Manfred era de estatura media, muy delgado, con la cara arrugada pero agradable. Tenía el cabello escaso y blanco; y vestía de una manera pulcra, pero pasada de moda. Por ejemplo, llevaba un chaleco, y uno se sorprendía de que no llevara también una cadena de reloj que cruzara de un lado al otro. En lugar de esto, llevaba un reloj de pulsera, pero estaba tan anticuado que había que darle cuerda.

Recibió las presentaciones con una agradable sonrisa y, cuando Rubin y él se dieron la mano, dijo:

—Estoy muy complacido de conocerle, Mr. Rubin. Leo con gran placer sus narraciones de misterio.

—Gracias, señor —contestó Rubin, esforzándose por ser modesto.

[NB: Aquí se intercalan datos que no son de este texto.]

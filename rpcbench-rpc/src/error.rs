use std::time::Duration;

pub type Result<T> = std::result::Result<T, Error>;

#[derive(Debug, thiserror::Error)]
pub enum Error {
    #[error("invalid url: {0}")]
    InvalidUrl(String),

    #[error("only http:// and https:// URLs are supported: {0}")]
    UnsupportedScheme(String),

    #[error("http request build failed: {0}")]
    RequestBuild(#[from] http::Error),

    #[error("invalid http header name: {0}")]
    HeaderName(#[from] http::header::InvalidHeaderName),

    #[error("invalid http header value: {0}")]
    HeaderValue(#[from] http::header::InvalidHeaderValue),

    #[error("http request failed: {0}")]
    Request(#[from] hyper_util::client::legacy::Error),

    #[error("http request timed out after {0:?}")]
    Timeout(Duration),

    #[error("failed to read response body: {0}")]
    BodyRead(#[from] hyper::Error),

    #[error("unexpected http status {status}: {body}")]
    Status { status: u16, body: String },

    #[error("failed to encode json-rpc request: {0}")]
    Encode(#[source] serde_json::Error),

    #[error("failed to decode json-rpc response: {0}")]
    Decode(#[source] serde_json::Error),

    #[error("rpc error {code}: {message}")]
    Rpc { code: i64, message: String },

    #[error("json-rpc response has neither `result` nor `error`")]
    MissingResult,

    #[error("invalid address `{0}`")]
    InvalidAddress(String),

    #[error("no addresses provided")]
    EmptyBatch,
}
use std::sync::atomic::{AtomicU64, Ordering};
use std::time::Duration;

use bytes::Bytes;
use serde::de::{DeserializeOwned, IgnoredAny};
use serde::{Deserialize, Serialize};
use serde_json::json;

use super::address::validate_address;
use super::jsonrpc::{RpcRequest, decode};
use super::{Error, HttpClient, HttpRequest, Result};

/// Target URL with the API key attached as `?key=`. An empty key leaves the URL untouched.
pub fn endpoint_url(base: &str, api_key: Option<&str>) -> Result<String> {
    let mut url = url::Url::parse(base).map_err(|_| Error::InvalidUrl(base.to_string()))?;
    if url.scheme() != "http" && url.scheme() != "https" {
        return Err(Error::UnsupportedScheme(base.to_string()));
    }

    if let Some(key) = api_key.map(str::trim).filter(|k| !k.is_empty()) {
        url.query_pairs_mut().append_pair("key", key);
    }
    Ok(url.into())
}

#[derive(Debug, Deserialize)]
struct KeyedAccount {
    pubkey: String,
}

/// JSON-RPC client for the account lookup methods of a Solana node.
///
/// Every call validates its addresses first, then succeeds only if the node answered
/// 2xx with a `result`.
#[derive(Debug)]
pub struct RpcClient {
    http: HttpClient,
    url: String,
    redacted: String,
    timeout: Option<Duration>,
    next_id: AtomicU64,
}

impl RpcClient {
    pub fn new(base_url: &str, api_key: Option<&str>) -> Result<Self> {
        Self::with_http(HttpClient::default(), base_url, api_key)
    }

    pub fn with_http(http: HttpClient, base_url: &str, api_key: Option<&str>) -> Result<Self> {
        let url = endpoint_url(base_url, api_key)?;
        let redacted = endpoint_url(base_url, None)?;
        Ok(Self {
            http,
            url,
            redacted,
            timeout: None,
            next_id: AtomicU64::new(1),
        })
    }

    /// Upper bound for one whole call. Unset means the call may take as long as the node
    /// needs.
    #[must_use]
    pub fn with_timeout(mut self, timeout: Option<Duration>) -> Self {
        self.timeout = timeout;
        self
    }

    /// URL without the API key, safe to print.
    pub fn display_url(&self) -> &str {
        &self.redacted
    }

    pub async fn get_account_info(&self, address: &str) -> Result<()> {
        validate_address(address)?;
        self.call::<_, IgnoredAny>(
            "getAccountInfo",
            json!([address, { "encoding": "base64" }]),
        )
        .await?;
        Ok(())
    }

    pub async fn get_multiple_accounts<S: AsRef<str>>(&self, addresses: &[S]) -> Result<()> {
        let mut keys = Vec::with_capacity(addresses.len());
        for a in addresses {
            let a = a.as_ref().trim();
            if a.is_empty() {
                continue;
            }
            validate_address(a)?;
            keys.push(a);
        }
        if keys.is_empty() {
            return Err(Error::EmptyBatch);
        }

        self.call::<_, IgnoredAny>(
            "getMultipleAccounts",
            json!([keys, { "encoding": "base64" }]),
        )
        .await?;
        Ok(())
    }

    pub async fn get_program_accounts(&self, program: &str) -> Result<()> {
        validate_address(program)?;
        self.call::<_, IgnoredAny>(
            "getProgramAccounts",
            json!([program, { "encoding": "base64" }]),
        )
        .await?;
        Ok(())
    }

    /// Public keys of every account owned by `program`, in the order the node returned them.
    pub async fn program_account_keys(&self, program: &str) -> Result<Vec<String>> {
        validate_address(program)?;
        let accounts: Vec<KeyedAccount> = self
            .call(
                "getProgramAccounts",
                json!([program, { "encoding": "base64", "dataSlice": { "offset": 0, "length": 0 } }]),
            )
            .await?;
        Ok(accounts.into_iter().map(|a| a.pubkey).collect())
    }

    async fn call<P: Serialize, T: DeserializeOwned>(&self, method: &str, params: P) -> Result<T> {
        let id = self.next_id.fetch_add(1, Ordering::Relaxed);
        tracing::trace!(method, id, "sending json-rpc request");
        let body = serde_json::to_vec(&RpcRequest::new(id, method, params)).map_err(Error::Encode)?;

        let req = HttpRequest::post_json(&self.url, Bytes::from(body)).with_timeout(self.timeout);
        let res = self.http.request(req).await?;
        decode(res.status, &res.body)
    }
}

#[cfg(test)]
mod tests {
    #![allow(clippy::unwrap_used)]

    use super::*;

    #[test]
    fn api_key_is_appended_as_query_param() {
        let url = endpoint_url("https://rpc.example.com", Some("secret")).unwrap();
        assert_eq!(url, "https://rpc.example.com/?key=secret");

        let url = endpoint_url("http://127.0.0.1:8899/rpc?x=1", Some("k")).unwrap();
        assert_eq!(url, "http://127.0.0.1:8899/rpc?x=1&key=k");

        let url = endpoint_url("http://127.0.0.1:8899", Some("  ")).unwrap();
        assert_eq!(url, "http://127.0.0.1:8899/");
    }

    #[test]
    fn display_url_hides_the_key() {
        let client = RpcClient::new("https://rpc.example.com", Some("secret")).unwrap();
        assert_eq!(client.url, "https://rpc.example.com/?key=secret");
        assert!(!client.display_url().contains("secret"));
    }

    #[tokio::test]
    async fn invalid_addresses_fail_before_sending() {
        // Port 9 (discard) is never contacted: validation fails first.
        let client = RpcClient::new("http://127.0.0.1:9", None).unwrap();
        assert!(matches!(
            client.get_account_info("not-base58!").await,
            Err(Error::InvalidAddress(_))
        ));
        assert!(matches!(
            client.get_multiple_accounts(&["", "  "]).await,
            Err(Error::EmptyBatch)
        ));
        assert!(matches!(
            client.get_program_accounts("0OIl").await,
            Err(Error::InvalidAddress(_))
        ));
    }
}
use std::fmt::Write as _;

use rpcbench_core::{MethodReport, MethodResult, OverallResult, RunReport};

use super::format::{format_latency, format_percent, format_rate};

pub(crate) fn render(report: &RunReport) -> String {
    let mut out = String::new();

    if report.methods.is_empty() {
        out.push_str("summary: no methods\n");
        return out;
    }

    out.push_str("summary\n");

    for m in &report.methods {
        writeln!(&mut out, "method: {}", m.method()).ok();
        match m {
            MethodReport::Completed(r) => render_method(r, &mut out),
            MethodReport::Failed { error, .. } => {
                writeln!(&mut out, "  failed: {error}").ok();
            }
            MethodReport::Disabled { .. } => out.push_str("  disabled\n"),
        }
        out.push('\n');
    }

    match &report.overall {
        Some(overall) => render_overall(overall, &mut out),
        None => out.push_str("overall: no method completed\n"),
    }

    out
}

fn render_method(r: &MethodResult, out: &mut String) {
    writeln!(
        out,
        "  requests: {} (ok {}, failed {})",
        r.total_requests, r.success_count, r.failure_count
    )
    .ok();
    writeln!(out, "  success rate: {}", format_percent(r.success_rate_percent)).ok();
    writeln!(out, "  rps: {}", format_rate(r.requests_per_second)).ok();

    if r.success_count > 0 {
        writeln!(
            out,
            "  latency: min={} avg={} max={}",
            format_latency(r.min_latency),
            format_latency(r.avg_latency),
            format_latency(r.max_latency)
        )
        .ok();
    } else {
        out.push_str("  latency: n/a\n");
    }

    writeln!(out, "  elapsed: {:.2}s", r.elapsed.as_secs_f64()).ok();
}

fn render_overall(o: &OverallResult, out: &mut String) {
    out.push_str("overall\n");
    writeln!(
        out,
        "  requests: {} (ok {}, failed {})",
        o.total_requests, o.success_count, o.failure_count
    )
    .ok();
    writeln!(out, "  success rate: {}", format_percent(o.success_rate_percent)).ok();
    writeln!(out, "  rps: {}", format_rate(o.requests_per_second)).ok();
    writeln!(out, "  elapsed (summed): {:.2}s", o.elapsed.as_secs_f64()).ok();

    let i = &o.insights;
    out.push_str("insights\n");
    writeln!(
        out,
        "  best throughput: {} ({} rps)",
        i.best_rps.method,
        format_rate(i.best_rps.requests_per_second)
    )
    .ok();
    writeln!(
        out,
        "  worst throughput: {} ({} rps)",
        i.worst_rps.method,
        format_rate(i.worst_rps.requests_per_second)
    )
    .ok();
    if let Some(f) = &i.fastest {
        writeln!(
            out,
            "  fastest avg latency: {} ({})",
            f.method,
            format_latency(f.avg_latency)
        )
        .ok();
    }
    if let Some(s) = &i.slowest {
        writeln!(
            out,
            "  slowest avg latency: {} ({})",
            s.method,
            format_latency(s.avg_latency)
        )
        .ok();
    }
}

—En mis librerías siempre puedo contar con buenas ventas de sus libros. Casi iguala a Asimov.

Se fue hacia otro lado para saludar a James Drake, mientras Rubin, lentamente, se volvía de un furioso color magenta y los otros cuatro Viudos Negros pasaban grandes apuros en sus esfuerzos desesperados para no reír.

Henry, el camarero perpetuo de los Viudos Negros, después de cerciorarse de que le habían servido al anciano un generoso Martini seco, anunció que la cena estaba servida.

Drake apagó el cigarrillo y miró con placer el pequeño montículo de caviar que había en su plato. Se sirvió él mismo de los condimentos que iba pasando Henry. Dudó con la cebolla picada y luego, con decisión, tomó dos porciones.

Después, susurró a Gonzalo:

—¿Cómo puede permitirse tomar caviar, Mario?

Mario le susurró a su vez:

—El viejo Manfred me paga muy bien por un retrato para el que está posando. Por eso lo conozco y puedo, al mismo tiempo, proporcionarle un buen rato con su dinero.

—Es bonito conocer a gente que todavía quiera que pinten retratos suyos.

—Algunas personas todavía tienen buen gusto —contestó Gonzalo.

Drake sonrió.

—¿Le importaría repetir eso en voz lo bastante alta como para que Manny lo oyese?

—No, gracias —repuso Gonzalo—. Yo soy el anfitrión y tengo la responsabilidad del decoro de la mesa.